We just left the largest flower auction in the world, located in Aalsmeer, which is about 20 minutes outside of Amsterdam and near Schiphol airport.  It's my fourth visit to this auction over the past 10 years or so, and each time I have visited, I've been amazed.  Last year, 11 billion cut flowers and 1.3 billion plants were sold through FloraHolland's 6 locations.  This auction is the largest, with approximately 670 acres of building space.  Flowers and plants arrive from 60 countries and are exported to 140 countries.

Here, this video shows the distribution of flowers that have already been auctioned.  Information about who bought the flowers is stored electronically.  The driver of the cart scans the bar code and retrieves the information about the buyer's location within the auction.

Something that I had never thought about was the expense of transporting cuts and plants through the auction.  We were informed that 40% to 60% of the product's cost was for transportation.  Clearly, there is interest in "sustainable" transport methods -- reducing the use of air freight and maximizing use of container sea transport.  We learned about their cold-chain management and the possibilities and obstacles that exist to make shipping improvements.  Is it "sustainable" to produce cut flowers in South America, ship to and sell them in the Netherlands, and then transport them to the buyer in North America?  The answer of course depends on your definition of sustainablity.  We certainly need flowers in our lives, I just wonder what can be done to streamline the production chain.

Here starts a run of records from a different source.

//! Pin multiplexing collaborator.
//!
//! Board support code owns the GPIO ports; the driver only asks for the bus
//! lines to be switched between the SDIO alternate function and the card
//! detect probe.

use embedded_hal::digital::v2::InputPin;

/// How the SDIO lines should be configured
#[derive(Clone, Copy, Debug, PartialEq, Eq)]
pub enum PinMode {
    /// CLK, CMD and DAT0 in the SDIO alternate function
    Sdio1Bit,
    /// CLK, CMD and DAT0-DAT3 in the SDIO alternate function
    Sdio4Bit,
    /// DAT3 as an input with the internal pull-down enabled
    Dat3Probe,
}

/// Board hook for the SDIO pins
pub trait BusPins {
    /// Reconfigure the bus lines
    fn set_mode(&mut self, mode: PinMode);

    /// Level of DAT3, only meaningful in [`PinMode::Dat3Probe`].
    /// A card's internal pull-up wins over the weak pull-down.
    fn dat3_is_high(&mut self) -> bool;
}

/// For boards whose pins are configured once up-front and never probed.
/// Card detection always reports a card.
pub struct StaticPins;

impl BusPins for StaticPins {
    fn set_mode(&mut self, _mode: PinMode) {}

    fn dat3_is_high(&mut self) -> bool {
        true
    }
}

/// Adapter for boards where DAT3 is reconfigured by a closure and read
/// through an `embedded-hal` input pin.
pub struct ProbePins<F, P> {
    set_mode: F,
    dat3: P,
}

impl<F: FnMut(PinMode), P: InputPin> ProbePins<F, P> {
    pub fn new(set_mode: F, dat3: P) -> Self {
        Self { set_mode, dat3 }
    }
}

impl<F: FnMut(PinMode), P: InputPin> BusPins for ProbePins<F, P> {
    fn set_mode(&mut self, mode: PinMode) {
        (self.set_mode)(mode)
    }

    fn dat3_is_high(&mut self) -> bool {
        // A pin that can't be read is treated as no card
        self.dat3.is_high().unwrap_or(false)
    }
}
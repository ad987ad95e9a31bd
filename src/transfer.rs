//! Block transfer engine: single and multiple block reads and writes on a
//! selected card.
//!
//! Addresses are data command addresses. SDSC cards take a byte offset,
//! SDHC and SDXC cards take a block number; use
//! [`SdCard::address_for_block`] to get it right for the card at hand.

use bytemuck::{Pod, Zeroable};

use crate::command::SdCmd;
use crate::errors::SdioError;
use crate::host::{DataTransfer, SdHost};
use crate::registers::BLOCK_LEN;
use crate::session::{CapacityClass, SdCard};

/// log2 of the block length
pub const BLOCK_LEN_EXP: u8 = 9;

/// Words in a block
pub const BLOCK_WORDS: usize = BLOCK_LEN / 4;

/// Most blocks one CMD18/CMD25 moves; DLEN holds 25 bits
pub const MAX_BLOCKS_PER_TRANSFER: usize = 0xFFFF;

/// One 512 byte block, kept as the words the FIFO delivers. The FIFO is
/// little endian, so on a little endian core the byte view is the card's
/// byte order.
#[derive(Clone, Copy, Debug, PartialEq, Eq)]
#[repr(transparent)]
pub struct Block([u32; BLOCK_WORDS]);

// SAFETY: a transparent wrapper around an array of u32 has no padding and
// every bit pattern is valid.
unsafe impl Zeroable for Block {}
unsafe impl Pod for Block {}

impl Default for Block {
    fn default() -> Self {
        Self::new()
    }
}

impl Block {
    pub const fn new() -> Self {
        Self([0; BLOCK_WORDS])
    }

    pub fn from_bytes(bytes: &[u8; BLOCK_LEN]) -> Self {
        let mut block = Self::new();
        block.as_bytes_mut().copy_from_slice(bytes);
        block
    }

    pub fn as_bytes(&self) -> &[u8; BLOCK_LEN] {
        bytemuck::cast_ref(&self.0)
    }

    pub fn as_bytes_mut(&mut self) -> &mut [u8; BLOCK_LEN] {
        bytemuck::cast_mut(&mut self.0)
    }

    pub fn words(&self) -> &[u32; BLOCK_WORDS] {
        &self.0
    }

    pub fn words_mut(&mut self) -> &mut [u32; BLOCK_WORDS] {
        &mut self.0
    }
}

/// A DMA channel wired to the SDIO FIFO.
///
/// # Safety
///
/// Between `start_*` and `stop` the channel owns the buffer it was given.
/// Implementations must not touch the buffer after `stop` returns, and
/// `stop` must wait for any in-flight beat to land.
pub unsafe trait DmaChannel {
    /// Move words from the FIFO into `words`
    fn start_read(&mut self, words: &mut [u32]);

    /// Move `words` into the FIFO
    fn start_write(&mut self, words: &[u32]);

    /// True once every word has been moved
    fn is_complete(&mut self) -> bool;

    fn stop(&mut self);
}

/// Placeholder channel for controllers that poll the FIFO
pub enum NoDma {}

unsafe impl DmaChannel for NoDma {
    fn start_read(&mut self, _words: &mut [u32]) {
        match *self {}
    }

    fn start_write(&mut self, _words: &[u32]) {
        match *self {}
    }

    fn is_complete(&mut self) -> bool {
        match *self {}
    }

    fn stop(&mut self) {
        match *self {}
    }
}

/// Bytes of a register read through the FIFO, in wire order
pub(crate) fn fifo_bytes<const W: usize, const B: usize>(words: &[u32; W]) -> [u8; B] {
    let mut bytes = [0u8; B];

    for (chunk, word) in bytes.chunks_mut(4).zip(words.iter()) {
        let len = chunk.len();
        chunk.copy_from_slice(&word.to_le_bytes()[..len]);
    }

    bytes
}

impl<H: SdHost> SdCard<H> {
    /// CMD17: read the block at `address` into `block`. On failure `block`
    /// is left as it was.
    pub fn read_block(&mut self, address: u32, block: &mut Block) -> Result<(), SdioError> {
        self.prepare_transfer()?;

        let mut scratch = Block::new();
        let transfer = DataTransfer::read(BLOCK_LEN_EXP, 1, self.config().data_timeout);
        let result = self.receive(
            &SdCmd::ReadSingleBlock(address),
            &transfer,
            scratch.words_mut(),
        );
        self.track(result)?;

        *block = scratch;
        Ok(())
    }

    /// CMD24: write `block` at `address` and wait for the card to finish
    /// programming it
    pub fn write_block(&mut self, address: u32, block: &Block) -> Result<(), SdioError> {
        self.prepare_transfer()?;

        let transfer = DataTransfer::write(BLOCK_LEN_EXP, 1, self.config().data_timeout);
        let result = self
            .transmit(&SdCmd::WriteBlock(address), &transfer, block.words())
            .and_then(|_| self.wait_ready());

        self.track(result)
    }

    /// CMD18: read consecutive blocks starting at `address`. Each run of up
    /// to [`MAX_BLOCKS_PER_TRANSFER`] blocks is ended with CMD12. If a data
    /// error interrupts a run, `blocks` may be partly overwritten; call
    /// [`SdCard::stop`] before the next transfer.
    pub fn read_blocks(&mut self, address: u32, blocks: &mut [Block]) -> Result<(), SdioError> {
        self.prepare_transfer()?;

        let mut address = address;
        for chunk in blocks.chunks_mut(MAX_BLOCKS_PER_TRANSFER) {
            let count = chunk.len() as u32;
            let transfer = DataTransfer::read(BLOCK_LEN_EXP, count, self.config().data_timeout);

            let result = self.receive(
                &SdCmd::ReadMultipleBlock(address),
                &transfer,
                bytemuck::cast_slice_mut(chunk),
            );
            self.track(result)?;
            self.stop()?;

            address = self.advance(address, count)?;
        }

        Ok(())
    }

    /// CMD25: write consecutive blocks starting at `address`, waiting for
    /// the card to finish programming after each run
    pub fn write_blocks(&mut self, address: u32, blocks: &[Block]) -> Result<(), SdioError> {
        self.prepare_transfer()?;

        let mut address = address;
        for chunk in blocks.chunks(MAX_BLOCKS_PER_TRANSFER) {
            let count = chunk.len() as u32;
            let transfer = DataTransfer::write(BLOCK_LEN_EXP, count, self.config().data_timeout);

            let result = self.transmit(
                &SdCmd::WriteMultipleBlock(address),
                &transfer,
                bytemuck::cast_slice(chunk),
            );
            self.track(result)?;
            self.stop()?;

            let result = self.wait_ready();
            self.track(result)?;

            address = self.advance(address, count)?;
        }

        Ok(())
    }

    fn advance(&self, address: u32, count: u32) -> Result<u32, SdioError> {
        let step = match self.capacity_class() {
            Some(CapacityClass::High) => Some(count),
            _ => count.checked_mul(BLOCK_LEN as u32),
        };

        step.and_then(|step| address.checked_add(step))
            .ok_or(SdioError::OutOfRange {})
    }
}
impl CardStatus {
    /// Bits that report an error
    pub const ERROR_MASK: u32 = 0b1111_1101_1111_1001__1000_0000_0000_1000;

    pub fn bits(&self) -> u32 {
        self.0
    }

    /// Gets the current state of the card
    pub fn current_state(&self) -> CurrentState {
        CurrentState::from_bits(self.0.get_bits(9..13) as u8)
    }

    /// Fails with the most severe error bit that is set
    pub fn first_error(&self) -> Result<(), SdioError> {
        if self.0 & Self::ERROR_MASK == 0 {
            return Ok(());
        }

        let checks: [(bool, SdioError); 16] = [
            (self.cc_error(), SdioError::CcError {}),
            (self.com_crc_error(), SdioError::ComCrcError {}),
            (self.illegal_command(), SdioError::IllegalCommand {}),
            (self.card_ecc_failed(), SdioError::CardEccFailed {}),
            (self.out_of_range(), SdioError::OutOfRange {}),
            (self.address_error(), SdioError::AddressError {}),
            (self.block_len_error(), SdioError::BlockLenError {}),
            (self.erase_seq_error(), SdioError::EraseSeqError {}),
            (self.erase_param(), SdioError::EraseParamError {}),
            (self.wp_violation(), SdioError::WpViolation {}),
            (self.lock_unlock_failed(), SdioError::LockUnlockFailed {}),
            (self.csd_overwrite(), SdioError::CsdOverwrite {}),
            (self.wp_erase_skip(), SdioError::WpEraseSkip {}),
            (self.ake_seq_error(), SdioError::AkeSeqError {}),
            (self.error(), SdioError::GenericError {}),
            (true, SdioError::GenericError {}),
        ];

        match checks.into_iter().find(|(set, _)| *set) {
            Some((_, e)) => Err(e),
            None => Ok(()),
        }
    }

    #[inline]
    pub fn out_of_range(&self) -> bool {
        self.0.get_bit(31)
    }
    #[inline]
    pub fn address_error(&self) -> bool {
        self.0.get_bit(30)
    }
    #[inline]
    pub fn block_len_error(&self) -> bool {
        self.0.get_bit(29)
    }
    #[inline]
    pub fn erase_seq_error(&self) -> bool {
        self.0.get_bit(28)
    }
    #[inline]
    pub fn erase_param(&self) -> bool {
        self.0.get_bit(27)
    }
    #[inline]
    pub fn wp_violation(&self) -> bool {
        self.0.get_bit(26)
    }
    #[inline]
    pub fn card_is_locked(&self) -> bool {
        self.0.get_bit(25)
    }
    #[inline]
    pub fn lock_unlock_failed(&self) -> bool {
        self.0.get_bit(24)
    }
    #[inline]
    pub fn com_crc_error(&self) -> bool {
        self.0.get_bit(23)
    }
    #[inline]
    pub fn illegal_command(&self) -> bool {
        self.0.get_bit(22)
    }
    #[inline]
    pub fn card_ecc_failed(&self) -> bool {
        self.0.get_bit(21)
    }
    #[inline]
    pub fn cc_error(&self) -> bool {
        self.0.get_bit(20)
    }
    /// Generic ERROR bit
    #[inline]
    pub fn error(&self) -> bool {
        self.0.get_bit(19)
    }
    #[inline]
    pub fn csd_overwrite(&self) -> bool {
        self.0.get_bit(16)
    }
    #[inline]
    pub fn wp_erase_skip(&self) -> bool {
        self.0.get_bit(15)
    }
    #[inline]
    pub fn card_ecc_disabled(&self) -> bool {
        self.0.get_bit(14)
    }
    #[inline]
    pub fn erase_reset(&self) -> bool {
        self.0.get_bit(13)
    }
    #[inline]
    pub fn ready_for_data(&self) -> bool {
        self.0.get_bit(8)
    }
    #[inline]
    pub fn fx_event(&self) -> bool {
        self.0.get_bit(6)
    }
    #[inline]
    pub fn app_cmd(&self) -> bool {
        self.0.get_bit(5)
    }
    #[inline]
    pub fn ake_seq_error(&self) -> bool {
        self.0.get_bit(3)
    }
}

/// CURRENT_STATE field of the card status
#[derive(Clone, Copy, Debug, PartialEq, Eq)]
pub enum CurrentState {
    Idle,
    Ready,
    Ident,
    Stby,
    Tran,
    Data,
    Rcv,
    Prg,
    Dis,
    Reserved(u8),
}

impl CurrentState {
    /// Grabs the state from a nibble
    pub fn from_bits(nibble: u8) -> Self {
        match nibble {
            0 => Self::Idle,
            1 => Self::Ready,
            2 => Self::Ident,
            3 => Self::Stby,
            4 => Self::Tran,
            5 => Self::Data,
            6 => Self::Rcv,
            7 => Self::Prg,
            8 => Self::Dis,
            n => Self::Reserved(n & 0xF),
        }
    }

    pub fn bits(self) -> u8 {
        match self {
            Self::Idle => 0,
            Self::Ready => 1,
            Self::Ident => 2,
            Self::Stby => 3,
            Self::Tran => 4,
            Self::Data => 5,
            Self::Rcv => 6,
            Self::Prg => 7,
            Self::Dis => 8,
            Self::Reserved(n) => n,
        }
    }
}

/// Physical layer specification version reported in the SCR
#[derive(Clone, Copy, Debug, PartialEq, Eq)]
pub enum SdSpec {
    V1_0,
    V1_10,
    V2_00,
    V3_0x,
    V4_xx,
    /// 5.xx and later, holds the major version
    Vx(u8),
    Unknown,
}

/// SD configuration register, fetched with ACMD51
#[derive(Clone, Copy, Debug, Default, PartialEq, Eq)]
pub struct Scr {
    pub structure: u8,
    pub sd_spec: u8,
    pub data_stat_after_erase: bool,
    pub security: u8,
    pub bus_widths: u8,
    pub spec3: bool,
    pub ex_security: u8,
    pub spec4: bool,
    pub specx: u8,
    pub cmd_support: u8,
}

impl Scr {
    /// Decode from the 8 bytes in the order they came off the bus
    pub fn decode(bytes: &[u8; 8]) -> Self {
        let raw = u64::from_be_bytes(*bytes);

        Self {
            structure: raw.get_bits(60..64) as u8,
            sd_spec: raw.get_bits(56..60) as u8,
            data_stat_after_erase: raw.get_bit(55),
            security: raw.get_bits(52..55) as u8,
            bus_widths: raw.get_bits(48..52) as u8,
            spec3: raw.get_bit(47),
            ex_security: raw.get_bits(43..47) as u8,
            spec4: raw.get_bit(42),
            specx: raw.get_bits(38..42) as u8,
            cmd_support: raw.get_bits(32..36) as u8,
        }
    }

    pub fn encode(&self) -> [u8; 8] {
        let mut raw = 0u64;
        raw.set_bits(60..64, (self.structure & 0xF) as u64);
        raw.set_bits(56..60, (self.sd_spec & 0xF) as u64);
        raw.set_bit(55, self.data_stat_after_erase);
        raw.set_bits(52..55, (self.security & 0x7) as u64);
        raw.set_bits(48..52, (self.bus_widths & 0xF) as u64);
        raw.set_bit(47, self.spec3);
        raw.set_bits(43..47, (self.ex_security & 0xF) as u64);
        raw.set_bit(42, self.spec4);
        raw.set_bits(38..42, (self.specx & 0xF) as u64);
        raw.set_bits(32..36, (self.cmd_support & 0xF) as u64);
        raw.to_be_bytes()
    }

    #[inline]
    pub fn supports_1bit(&self) -> bool {
        self.bus_widths.get_bit(0)
    }

    #[inline]
    pub fn supports_4bit(&self) -> bool {
        self.bus_widths.get_bit(2)
    }

    /// CMD23 support
    #[inline]
    pub fn supports_set_block_count(&self) -> bool {
        self.cmd_support.get_bit(1)
    }

    pub fn spec_version(&self) -> SdSpec {
        match (self.sd_spec, self.spec3, self.spec4, self.specx) {
            (0, false, false, 0) => SdSpec::V1_0,
            (1, false, false, 0) => SdSpec::V1_10,
            (2, false, false, 0) => SdSpec::V2_00,
            (2, true, false, 0) => SdSpec::V3_0x,
            (2, true, true, 0) => SdSpec::V4_xx,
            (2, true, _, x) if x > 0 => SdSpec::Vx(x + 4),
            _ => SdSpec::Unknown,
        }
    }
}

/// SPEED_CLASS field of the SD status
#[derive(Clone, Copy, Debug, PartialEq, Eq)]
pub enum SpeedClass {
    Class0,
    Class2,
    Class4,
    Class6,
    Class10,
    Reserved(u8),
}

The future of greenhouse lighting

Today I saw and learned a lot about the future of greenhouse production.  One of topics that interests me most is the future of greenhouse lighting.  I recently wrote an article that appeared in GPN magazine entitled "The future of greenhouse lighting".  Cary Mitchell at Purdue provided some helpful input.  Are there attributes that I didn't mention, or perhaps aspects that someone may disagree with?

The LEDs developed by Philips for photosynthetic lighting were very interesting -- read more in the newly created lighting forum.  Because they emit relatively little heat, the LEDs can be placed very close to the leaves without causing leaf scorch.  The lighting spectrum can be adjusted to the plant for economic efficiency.  Of course, the LEDs come at a cost.  The consensus in academia seems to be that (with some exceptions) we are 5 to 10 years away before LEDs will be economical in greenhouse crop production.  In instances where electricity costs are high and lighting is used for a significant portion of the year, returns on investment may already be in the realm of possibility.  Regardless, everyone seems to agree that LEDs are the future of greenhouse lighting.  Philips speculates that over 75% of the greenhouse lighting in 2020 will be from LEDs.